I had a therapy appointment yesterday, because I have really not been feeling myself since undertaking some of these disciplines--having gone cold-turkey off of nicotine a month ago, and coffee (switching to tea) a week ago, in addition to fasting every day and more severely on Wednesdays and Fridays...all potentially "good" things. But I'm sleeping 12 hours a day now, and feel a little...hollow. Not myself. It may just take some time to adjust, but my faithful Catholic therapist suggested it was too much taken on all at once, and encouraged me to "just have a freaking cup of coffee" if I need it. I was actually relieved to hear that, and I didn't take it as a free-pass but simply perhaps a bleed valve in case my charity grows too cold. If you're fasting and a jerk to your wife and family, you're not doing it right. I haven't taken that liberty of the cup of joe yet, but it's good to know that it's a minor thing in the shadow of the majors, which is namely, charity.
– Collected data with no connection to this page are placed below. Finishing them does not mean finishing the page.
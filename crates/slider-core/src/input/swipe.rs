//! Touch swipe recognition

use super::Direction;

/// Remembers where a touch started
#[derive(Clone, Copy, Debug, Default)]
pub struct SwipeTracker {
    start_x: Option<f64>,
}

impl SwipeTracker {
    /// Create an idle tracker
    pub fn new() -> Self {
        Self::default()
    }

    /// `touchstart` at `x`
    pub fn start(&mut self, x: f64) {
        self.start_x = Some(x);
    }

    /// Check if a touch is being tracked
    #[inline]
    pub fn is_tracking(&self) -> bool {
        self.start_x.is_some()
    }

    /// `touchend` at `x`. Returns the swipe direction if it travelled far enough.
    pub fn finish(&mut self, x: f64, threshold: f64) -> Option<Direction> {
        let start = self.start_x.take()?;
        Direction::from_travel(start - x, threshold)
    }
}

#[cfg(test)]
mod tests {
    use super::*;

    #[test]
    fn test_leftward_swipe_is_next() {
        let mut swipe = SwipeTracker::new();
        swipe.start(300.0);
        assert_eq!(swipe.finish(200.0, 50.0), Some(Direction::Next));
        assert!(!swipe.is_tracking());
    }

    #[test]
    fn test_rightward_swipe_is_previous() {
        let mut swipe = SwipeTracker::new();
        swipe.start(100.0);
        assert_eq!(swipe.finish(151.0, 50.0), Some(Direction::Previous));
    }

    #[test]
    fn test_short_swipe_ignored() {
        let mut swipe = SwipeTracker::new();
        swipe.start(100.0);
        assert_eq!(swipe.finish(50.0, 50.0), None);
    }

    #[test]
    fn test_end_without_start() {
        let mut swipe = SwipeTracker::new();
        assert_eq!(swipe.finish(500.0, 50.0), None);
    }
}
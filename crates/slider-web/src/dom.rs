//! DOM side of the carousel
//!
//! Discovery reads the container without touching it, so a container that
//! fails validation is left exactly as the theme rendered it. Building moves
//! the original slide elements into a new track.

use slider_core::{
    translate_x, Cursor, IndicatorState, Motion, SliderConfig, SliderError, StyleDecl,
    TrackLayout,
};
use wasm_bindgen::JsCast;
use wasm_bindgen::JsValue;
use web_sys::{CssStyleDeclaration, Element, HtmlElement, HtmlImageElement};

use crate::constants::{
    ACTIVE_CLASS, COUNTER_SELECTOR, DOT_SELECTOR, HEIGHT_CLASS, HEIGHT_PROPERTY, LIST_SELECTOR,
    MEDIA_SELECTOR, NEXT_SELECTOR, PREV_SELECTOR,
};

fn dom_err(context: &str, e: JsValue) -> SliderError {
    SliderError::Dom(format!("{context}: {e:?}"))
}

/// Inline style of any element, HTML or not (`ElementCSSInlineStyle`)
fn inline_style(element: &Element) -> Result<CssStyleDeclaration, SliderError> {
    js_sys::Reflect::get(element, &JsValue::from_str("style"))
        .map_err(|e| dom_err("style", e))?
        .dyn_into::<CssStyleDeclaration>()
        .map_err(|_| SliderError::Dom(format!("<{}> has no inline style", element.tag_name())))
}

fn apply_styles(style: &CssStyleDeclaration, styles: &[StyleDecl]) -> Result<(), SliderError> {
    for decl in styles {
        style
            .set_property(decl.property, &decl.value)
            .map_err(|e| dom_err(decl.property, e))?;
    }
    Ok(())
}

fn query(root: &Element, selector: &str) -> Option<Element> {
    root.query_selector(selector).ok().flatten()
}

fn query_all<T: JsCast>(root: &Element, selector: &str) -> Vec<T> {
    let Ok(nodes) = root.query_selector_all(selector) else {
        return Vec::new();
    };
    (0..nodes.length())
        .filter_map(|i| nodes.get(i))
        .filter_map(|node| node.dyn_into::<T>().ok())
        .collect()
}

/// Elements of a container that passed validation
pub(crate) struct SliderParts {
    container: HtmlElement,
    list: HtmlElement,
    slides: Vec<Element>,
    dots: Vec<HtmlElement>,
    prev: Option<Element>,
    next: Option<Element>,
    counter: Option<Element>,
}

impl SliderParts {
    /// Find the slide list, slides, dots and optional controls
    pub fn discover(container: &HtmlElement) -> Result<Self, SliderError> {
        let list = query(container, LIST_SELECTOR)
            .and_then(|el| el.dyn_into::<HtmlElement>().ok())
            .ok_or(SliderError::MissingTrack)?;

        let dots: Vec<HtmlElement> = query_all(container, DOT_SELECTOR);
        if dots.is_empty() {
            return Err(SliderError::MissingDots);
        }

        // every element child is a slide; the list is emptied on build
        let children = list.children();
        let slides: Vec<Element> = (0..children.length())
            .filter_map(|i| children.item(i))
            .collect();
        if slides.is_empty() {
            return Err(SliderError::NoSlides);
        }

        Ok(Self {
            container: container.clone(),
            list,
            slides,
            dots,
            prev: query(container, PREV_SELECTOR),
            next: query(container, NEXT_SELECTOR),
            counter: query(container, COUNTER_SELECTOR),
        })
    }

    /// Number of slides found
    pub fn slide_count(&self) -> usize {
        self.slides.len()
    }

    /// Number of dots found
    pub fn dot_count(&self) -> usize {
        self.dots.len()
    }
}

/// A built carousel: the original list now holds a single track
pub(crate) struct SliderDom {
    pub container: HtmlElement,
    pub list: HtmlElement,
    pub track: HtmlElement,
    pub slides: Vec<Element>,
    pub dots: Vec<HtmlElement>,
    pub prev: Option<Element>,
    pub next: Option<Element>,
    counter: Option<Element>,
    transition_css: String,
}

impl SliderDom {
    /// Wrap the slides in a track sized for `layout`
    pub fn build(
        parts: SliderParts,
        layout: &TrackLayout,
        config: &SliderConfig,
    ) -> Result<Self, SliderError> {
        let document = parts
            .container
            .owner_document()
            .ok_or_else(|| SliderError::Dom("container has no document".to_string()))?;

        apply_styles(&parts.list.style(), &layout.viewport_styles())?;

        let track = document
            .create_element("div")
            .map_err(|e| dom_err("createElement", e))?
            .dyn_into::<HtmlElement>()
            .map_err(|_| SliderError::Dom("track is not an HTMLElement".to_string()))?;
        apply_styles(&track.style(), &layout.track_styles(config))?;

        let slide_styles = layout.slide_styles();
        for slide in &parts.slides {
            apply_styles(&inline_style(slide)?, &slide_styles)?;
            track
                .append_child(slide)
                .map_err(|e| dom_err("appendChild(slide)", e))?;
        }

        parts.list.set_inner_html("");
        parts
            .list
            .append_child(&track)
            .map_err(|e| dom_err("appendChild(track)", e))?;

        parts
            .container
            .set_attribute("tabindex", "0")
            .map_err(|e| dom_err("tabindex", e))?;

        Ok(Self {
            container: parts.container,
            list: parts.list,
            track,
            slides: parts.slides,
            dots: parts.dots,
            prev: parts.prev,
            next: parts.next,
            counter: parts.counter,
            transition_css: config.transition_css(),
        })
    }

    /// Children the track holds right now
    #[inline]
    pub fn track_children(&self) -> usize {
        self.track.child_element_count() as usize
    }

    /// Current inline transform of the track
    pub fn transform(&self) -> String {
        self.track
            .style()
            .get_property_value("transform")
            .unwrap_or_default()
    }

    /// Translate the track. Immediate moves skip the CSS transition.
    pub fn move_track(&self, offset_percent: f64, motion: Motion) -> Result<(), SliderError> {
        let style = self.track.style();
        let transform = translate_x(offset_percent);
        match motion {
            Motion::Animated => style
                .set_property("transform", &transform)
                .map_err(|e| dom_err("transform", e)),
            Motion::Immediate => {
                style
                    .set_property("transition", "none")
                    .map_err(|e| dom_err("transition", e))?;
                style
                    .set_property("transform", &transform)
                    .map_err(|e| dom_err("transform", e))?;
                // reading layout forces a reflow so restoring the transition does not animate
                let _ = self.track.offset_height();
                style
                    .set_property("transition", &self.transition_css)
                    .map_err(|e| dom_err("transition", e))
            }
        }
    }

    /// Mark the current dot and update the counter
    pub fn sync_indicators(&self, state: &IndicatorState) -> Result<(), SliderError> {
        for (i, dot) in self.dots.iter().enumerate() {
            dot.class_list()
                .toggle_with_force(ACTIVE_CLASS, state.is_active(i))
                .map_err(|e| dom_err("classList.toggle", e))?;
        }
        if let Some(counter) = &self.counter {
            counter.set_text_content(Some(&state.counter));
        }
        Ok(())
    }

    /// Set the cursor on the slide list
    pub fn set_cursor(&self, cursor: Cursor) -> Result<(), SliderError> {
        self.list
            .style()
            .set_property("cursor", cursor.as_css())
            .map_err(|e| dom_err("cursor", e))
    }

    /// Let every slide size to its content again
    pub fn reset_slide_heights(&self) -> Result<(), SliderError> {
        for slide in &self.slides {
            inline_style(slide)?
                .set_property("height", "auto")
                .map_err(|e| dom_err("height", e))?;
        }
        Ok(())
    }

    /// Every image inside the track
    pub fn images(&self) -> Vec<HtmlImageElement> {
        query_all(&self.track, "img")
    }

    /// Rendered height of each slide's content element
    pub fn measure_heights(&self) -> Vec<Option<f64>> {
        self.slides
            .iter()
            .map(|slide| {
                query(slide, MEDIA_SELECTOR)
                    .and_then(|el| el.dyn_into::<HtmlElement>().ok())
                    .map(|el| el.offset_height() as f64)
            })
            .collect()
    }

    /// Pin container, list and track to the shared height
    pub fn apply_height(&self, px: f64) -> Result<(), SliderError> {
        let value = format!("{px}px");
        self.container
            .style()
            .set_property(HEIGHT_PROPERTY, &value)
            .map_err(|e| dom_err(HEIGHT_PROPERTY, e))?;
        self.container
            .class_list()
            .add_1(HEIGHT_CLASS)
            .map_err(|e| dom_err("classList.add", e))?;
        self.list
            .style()
            .set_property("height", &value)
            .map_err(|e| dom_err("height", e))?;
        self.track
            .style()
            .set_property("height", &value)
            .map_err(|e| dom_err("height", e))
    }
}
Increasing in charity is really a slow grow--you can't force it anymore you can get that orchid to bloom in time for your birthday. But you can practice in order to make it more....common for you. The way a bad habit needs to be replaced by a good habit, and aided by grace. Pray for an increase in charity, and then endure the hard work of self-deference of blessing someone when you'd rather curse them, praying for your enemies, giving alms when it hurts to do so and even when people are undeserving, making time for someone in need of a pep talk or tea at the kitchen table. Charity is the master, and these things its servant.
If you are deep in prayer and your neighbor in need knocks on your door in need, you are majoring in the minors if you piously refuse to rise and answer--not only the external door, but the door of your heart. For even the Lord healed on the Sabbath. He knew how to tell the meat from the bone, the major things from the minor ones, the purpose of the Law in addition to it's letter. He was so critical of the Pharisees because they were experts at "majoring in the minors." They converted no one, but set themselves up as judges and executioners of righteousness. Don't be like them, our Lord says.
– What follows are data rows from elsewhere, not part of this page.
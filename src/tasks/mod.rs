//! # Resource Kinds
//!
//! Concrete [`DeltaTask`](crate::task::DeltaTask) implementations for the
//! resources a cluster is made of. Each kind renders to both targets.

pub mod cluster;
pub mod network;
pub mod node_pool;

pub use cluster::{ContainerCluster, ContainerClusterChanges};
pub use network::Network;
pub use node_pool::{NodePool, NodePoolChanges};
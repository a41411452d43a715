//! Additional node pools of a managed cluster.

use super::cluster::ContainerCluster;
use crate::cloud::utils::safe_object_name;
use crate::cloud::{found, NodeConfig, NodePoolInfo};
use crate::error::{ConvergeError, ConvergeResult};
use crate::staging::InventoryAsset;
use crate::target::{ApiTarget, ConfigTarget};
use crate::task::{
    ensure_unchanged, require, updated, ChangeSet, DeltaTask, LazyLink, Lifecycle, Phase,
    RenderApi, RenderConfig, RunContext, TaskId, TaskOutputs,
};
use async_trait::async_trait;
use serde::Serialize;

const DEFAULT_DISK_SIZE_GB: i64 = 100;

/// An additional group of worker nodes attached to a [`ContainerCluster`].
#[derive(Debug, Clone, PartialEq, Eq)]
pub struct NodePool {
    pub name: String,
    pub lifecycle: Lifecycle,
    pub cluster: LazyLink,
    pub zone: LazyLink,
    pub machine_type: Option<String>,
    pub boot_disk_size_gb: Option<i64>,
    pub image: Option<String>,
    pub tags: Vec<String>,
    pub initial_count: Option<i64>,
    pub preemptible: Option<bool>,
    pub assets: Vec<InventoryAsset>,
}

#[derive(Debug, Default, Clone, PartialEq, Eq)]
pub struct NodePoolChanges {
    pub initial_count: Option<i64>,
}

impl ChangeSet for NodePoolChanges {
    fn changed_fields(&self) -> Vec<&'static str> {
        match self.initial_count {
            Some(_) => vec!["initial_count"],
            None => Vec::new(),
        }
    }
}

impl NodePool {
    pub fn new(name: impl Into<String>, cluster_name: &str) -> Self {
        Self {
            name: name.into(),
            lifecycle: Lifecycle::Normal,
            cluster: LazyLink::to::<ContainerCluster>(cluster_name, "name"),
            zone: LazyLink::to::<ContainerCluster>(cluster_name, "zone"),
            machine_type: None,
            boot_disk_size_gb: None,
            image: None,
            tags: Vec::new(),
            initial_count: None,
            preemptible: None,
            assets: Vec::new(),
        }
    }

    pub fn cloud_name(&self) -> String {
        safe_object_name(&self.name)
    }

    fn pool_info(&self) -> ConvergeResult<NodePoolInfo> {
        let id = TaskId::of(self);
        Ok(NodePoolInfo {
            name: self.cloud_name(),
            initial_node_count: *require(&id, "initial_count", &self.initial_count)?,
            config: NodeConfig {
                machine_type: require(&id, "machine_type", &self.machine_type)?.clone(),
                disk_size_gb: self.boot_disk_size_gb.unwrap_or(DEFAULT_DISK_SIZE_GB),
                disk_type: None,
                image_type: self.image.clone(),
                tags: self.tags.clone(),
                oauth_scopes: Vec::new(),
                preemptible: self.preemptible.unwrap_or(false),
            },
        })
    }
}

#[async_trait]
impl DeltaTask for NodePool {
    const KIND: &'static str = "NodePool";

    type Changes = NodePoolChanges;

    fn name(&self) -> &str {
        &self.name
    }

    fn lifecycle(&self) -> Lifecycle {
        self.lifecycle
    }

    fn phase(&self) -> Phase {
        Phase::Cluster
    }

    fn links(&self) -> Vec<LazyLink> {
        vec![self.cluster.clone(), self.zone.clone()]
    }

    fn assets(&self) -> Vec<InventoryAsset> {
        self.assets.clone()
    }

    fn outputs(&self) -> TaskOutputs {
        TaskOutputs::new().with("name", self.cloud_name())
    }

    async fn find(&self, ctx: &RunContext<'_>) -> ConvergeResult<Option<Self>> {
        let cloud = ctx.cloud();
        let cluster = ctx.resolve(&self.cluster)?;
        let zone = ctx.resolve(&self.zone)?;

        let info = found(
            cloud
                .container()
                .get_node_pool(cloud.project(), &zone, &cluster, &self.cloud_name())
                .await,
        )?;

        Ok(info.map(|info| NodePool {
            machine_type: Some(info.config.machine_type),
            boot_disk_size_gb: Some(info.config.disk_size_gb),
            image: info.config.image_type,
            tags: info.config.tags,
            initial_count: Some(info.initial_node_count),
            preemptible: Some(info.config.preemptible),
            ..self.clone()
        }))
    }

    fn check_changes(
        actual: Option<&Self>,
        desired: &Self,
        changes: &mut NodePoolChanges,
    ) -> ConvergeResult<()> {
        let id = TaskId::of(desired);
        match actual {
            None => {
                if desired.name.is_empty() {
                    return Err(ConvergeError::RequiredField {
                        task: id,
                        field: "name",
                    });
                }
                require(&id, "machine_type", &desired.machine_type)?;
                require(&id, "initial_count", &desired.initial_count)?;
            }
            Some(actual) => {
                ensure_unchanged(&id, "machine_type", &actual.machine_type, &desired.machine_type)?;
                ensure_unchanged(
                    &id,
                    "boot_disk_size_gb",
                    &actual.boot_disk_size_gb,
                    &desired.boot_disk_size_gb,
                )?;
                ensure_unchanged(&id, "preemptible", &actual.preemptible, &desired.preemptible)?;
                changes.initial_count = updated(&actual.initial_count, &desired.initial_count);
            }
        }
        Ok(())
    }

    fn api_renderer(&self) -> Option<&dyn RenderApi<Self>> {
        Some(self)
    }

    fn config_renderer(&self) -> Option<&dyn RenderConfig<Self>> {
        Some(self)
    }
}

#[async_trait]
impl RenderApi<NodePool> for NodePool {
    async fn render_api(
        &self,
        target: &ApiTarget,
        ctx: &RunContext<'_>,
        actual: Option<&NodePool>,
        changes: &NodePoolChanges,
    ) -> ConvergeResult<()> {
        let cloud = target.cloud();
        let cluster = ctx.resolve(&self.cluster)?;
        let zone = ctx.resolve(&self.zone)?;

        let operation = match (actual, changes.initial_count) {
            (None, _) => {
                cloud
                    .container()
                    .create_node_pool(cloud.project(), &zone, &cluster, self.pool_info()?)
                    .await?
            }
            (Some(_), Some(count)) => {
                cloud
                    .container()
                    .set_node_pool_size(cloud.project(), &zone, &cluster, &self.cloud_name(), count)
                    .await?
            }
            (Some(_), None) => return Ok(()),
        };
        target.wait_for(operation).await?;
        Ok(())
    }
}

#[derive(Serialize)]
struct TerraformNodePool {
    name: String,
    cluster: String,
    zone: String,
    initial_node_count: i64,
    node_config: TerraformPoolNodeConfig,
}

#[derive(Serialize)]
struct TerraformPoolNodeConfig {
    machine_type: String,
    disk_size_gb: i64,
    #[serde(skip_serializing_if = "Option::is_none")]
    image_type: Option<String>,
    #[serde(skip_serializing_if = "Vec::is_empty")]
    tags: Vec<String>,
    preemptible: bool,
}

impl RenderConfig<NodePool> for NodePool {
    fn render_config(
        &self,
        target: &ConfigTarget,
        _ctx: &RunContext<'_>,
        _actual: Option<&NodePool>,
        _changes: &NodePoolChanges,
    ) -> ConvergeResult<()> {
        let pool = self.pool_info()?;
        let body = TerraformNodePool {
            name: pool.name.clone(),
            cluster: target.reference(&self.cluster)?,
            zone: target.reference(&self.zone)?,
            initial_node_count: pool.initial_node_count,
            node_config: TerraformPoolNodeConfig {
                machine_type: pool.config.machine_type,
                disk_size_gb: pool.config.disk_size_gb,
                image_type: pool.config.image_type,
                tags: pool.config.tags,
                preemptible: pool.config.preemptible,
            },
        };
        target.render_resource(&TaskId::of(self), "google_container_node_pool", &pool.name, &body)
    }
}

#[cfg(test)]
mod tests {
    use super::*;

    fn pool() -> NodePool {
        let mut pool = NodePool::new("nodes-b", "k8s.example.com");
        pool.machine_type = Some("n1-standard-4".to_string());
        pool.initial_count = Some(2);
        pool
    }

    #[test]
    fn test_links_point_at_cluster() {
        let links = pool().links();
        assert_eq!(links.len(), 2);
        assert!(links
            .iter()
            .all(|link| link.target() == &TaskId::new("ContainerCluster", "k8s.example.com")));
        assert_eq!(links[1].attribute(), "zone");
    }

    #[test]
    fn test_resize_is_a_change() {
        let actual = pool();
        let mut desired = pool();
        desired.initial_count = Some(5);

        let mut changes = NodePoolChanges::default();
        NodePool::check_changes(Some(&actual), &desired, &mut changes).unwrap();
        assert_eq!(changes.initial_count, Some(5));
    }

    #[test]
    fn test_machine_type_is_immutable() {
        let actual = pool();
        let mut desired = pool();
        desired.machine_type = Some("n1-highmem-8".to_string());

        let err =
            NodePool::check_changes(Some(&actual), &desired, &mut Default::default()).unwrap_err();
        assert!(matches!(
            err,
            ConvergeError::ImmutableFieldChanged {
                field: "machine_type",
                ..
            }
        ));
    }

    #[test]
    fn test_creation_requires_initial_count() {
        let mut desired = pool();
        desired.initial_count = None;
        let err = NodePool::check_changes(None, &desired, &mut Default::default()).unwrap_err();
        assert!(matches!(
            err,
            ConvergeError::RequiredField {
                field: "initial_count",
                ..
            }
        ));
    }
}
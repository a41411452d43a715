//! Configuration errors

use thiserror::Error;

#[derive(Debug, Error)]
pub enum ConfigurationError {
    #[error("failed to load configuration: {0}")]
    Load(#[from] config::ConfigError),

    #[error("invalid configuration value for {field}: {reason}")]
    InvalidValue { field: String, reason: String },

    #[error("missing required configuration: {field} ({reason})")]
    MissingRequired { field: String, reason: String },
}

impl ConfigurationError {
    pub fn invalid_value(field: impl Into<String>, reason: impl Into<String>) -> Self {
        Self::InvalidValue {
            field: field.into(),
            reason: reason.into(),
        }
    }

    pub fn missing_required(field: impl Into<String>, reason: impl Into<String>) -> Self {
        Self::MissingRequired {
            field: field.into(),
            reason: reason.into(),
        }
    }
}

pub type ConfigResult<T> = Result<T, ConfigurationError>;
The Tertullians of our day are out there, observing and noting how we as Christians conduct ourselves. To the degree we give them pause and they note, "see how they love one another!" we are doing things right. To the degree we are focused on the minor barnacles of our faith when they do not serve the larger purpose of that love, we are missing the mark, gongs resounding from a shallow and hollow core.
Such a helpful and inspired post, Rob. Just what I needed to read as I go through the rigours of the Lenten program I'm following. At times I tend to focus on the minors and forget charity. Thanks for the timely reminder of what Lent is all about - well, actually what the Christian life is all about.